Restate exactly, and only, the lines spanning from the one with "not connect synchronization" to the end of the records below.

(EXCERPTED DATA)

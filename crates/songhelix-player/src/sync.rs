//! External MIDI synchronization input.
//!
//! An optional input device feeds TIMING_CLOCK, START, CONTINUE, and STOP
//! into the scheduler: clock pulses drive a tempo follower that updates the
//! shared milli-BPM, START/CONTINUE resume and STOP pauses playback.

use std::sync::atomic::{AtomicBool, Ordering};
use std::sync::{Arc, Mutex};
use std::time::{Duration, Instant};

use midir::{MidiInput, MidiInputConnection};

use songhelix_spec::player::SyncSpec;

use crate::error::PlayerError;
use crate::message;
use crate::scheduler::Shared;

/// Smoothing factor of the tempo follower's moving average.
const TEMPO_SMOOTHING: f64 = 0.1;

struct FollowerState {
    last_clock: Option<Instant>,
    interval_ns: f64,
}

/// The open synchronization input.
pub struct ExternalSync {
    running: Arc<AtomicBool>,
    started: Arc<AtomicBool>,
    wait_for_start: bool,
    // Dropping the connection closes the port.
    _connection: MidiInputConnection<()>,
}

impl ExternalSync {
    /// Connect to the first input port matching a candidate.
    pub fn open(spec: &SyncSpec, shared: Arc<Shared>) -> Result<Self, PlayerError> {
        let input = MidiInput::new("songhelix-sync").map_err(|e| PlayerError::Config {
            message: format!("could not create MIDI input: {}", e),
        })?;
        let ports = input.ports();
        let names: Vec<String> = ports
            .iter()
            .map(|p| input.port_name(p).unwrap_or_default())
            .collect();
        let index = spec
            .candidates
            .iter()
            .find_map(|candidate| names.iter().position(|name| name.contains(candidate)))
            .ok_or_else(|| PlayerError::DeviceUnavailable {
                device: "synchronization".to_string(),
                candidates: spec.candidates.clone(),
                available: names.clone(),
            })?;

        let running = Arc::new(AtomicBool::new(!spec.wait_for_start));
        let started = Arc::new(AtomicBool::new(!spec.wait_for_start));
        let follower = Mutex::new(FollowerState {
            last_clock: None,
            interval_ns: 0.0,
        });
        let callback_running = running.clone();
        let callback_started = started.clone();
        let connection = input
            .connect(
                &ports[index],
                "songhelix-sync-in",
                move |_, bytes, _| {
                    let Some(&status) = bytes.first() else {
                        return;
                    };
                    match status {
                        message::TIMING_CLOCK => {
                            let mut state = follower.lock().unwrap();
                            let now = Instant::now();
                            if let Some(last) = state.last_clock {
                                let interval = now.duration_since(last).as_nanos() as f64;
                                state.interval_ns = if state.interval_ns == 0.0 {
                                    interval
                                } else {
                                    state.interval_ns * (1.0 - TEMPO_SMOOTHING)
                                        + interval * TEMPO_SMOOTHING
                                };
                                if state.interval_ns > 0.0 {
                                    // 24 clocks per beat.
                                    let milli_bpm =
                                        (2.5e12 / state.interval_ns).round() as u32;
                                    shared.set_milli_bpm(milli_bpm.clamp(1_000, 100_000_000));
                                }
                            }
                            state.last_clock = Some(now);
                        }
                        message::START | message::CONTINUE => {
                            callback_started.store(true, Ordering::Relaxed);
                            callback_running.store(true, Ordering::Relaxed);
                        }
                        message::STOP => {
                            callback_running.store(false, Ordering::Relaxed);
                        }
                        _ => {}
                    }
                },
                (),
            )
            .map_err(|e| PlayerError::Config {
                message: format!("could not connect synchronization input: {}", e),
            })?;
        log::info!("synchronization input connected to '{}'", names[index]);

        Ok(ExternalSync {
            running,
            started,
            wait_for_start: spec.wait_for_start,
            _connection: connection,
        })
    }

    /// Whether playback should proceed (no STOP pending).
    pub fn running(&self) -> bool {
        self.running.load(Ordering::Relaxed)
    }

    /// Block until START arrives (when configured), checking the abort flag.
    pub fn wait_for_start(&self, abort: &AtomicBool) {
        if !self.wait_for_start {
            return;
        }
        while !self.started.load(Ordering::Relaxed) && !abort.load(Ordering::Relaxed) {
            std::thread::sleep(Duration::from_millis(1));
        }
    }
}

(End EXCERPTED DATA)

EXERCISE ANSWER
                message: format!("could not connect synchronization input: {}", e),
            })?;
        log::info!("synchronization input connected to '{}'", names[index]);

        Ok(ExternalSync {
            running,
            started,
            wait_for_start: spec.wait_for_start,
            _connection: connection,
        })
    }

    /// Whether playback should proceed (no STOP pending).
    pub fn running(&self) -> bool {
        self.running.load(Ordering::Relaxed)
    }

    /// Block until START arrives (when configured), checking the abort flag.
    pub fn wait_for_start(&self, abort: &AtomicBool) {
        if !self.wait_for_start {
            return;
        }
        while !self.started.load(Ordering::Relaxed) && !abort.load(Ordering::Relaxed) {
            std::thread::sleep(Duration::from_millis(1));
        }
    }
}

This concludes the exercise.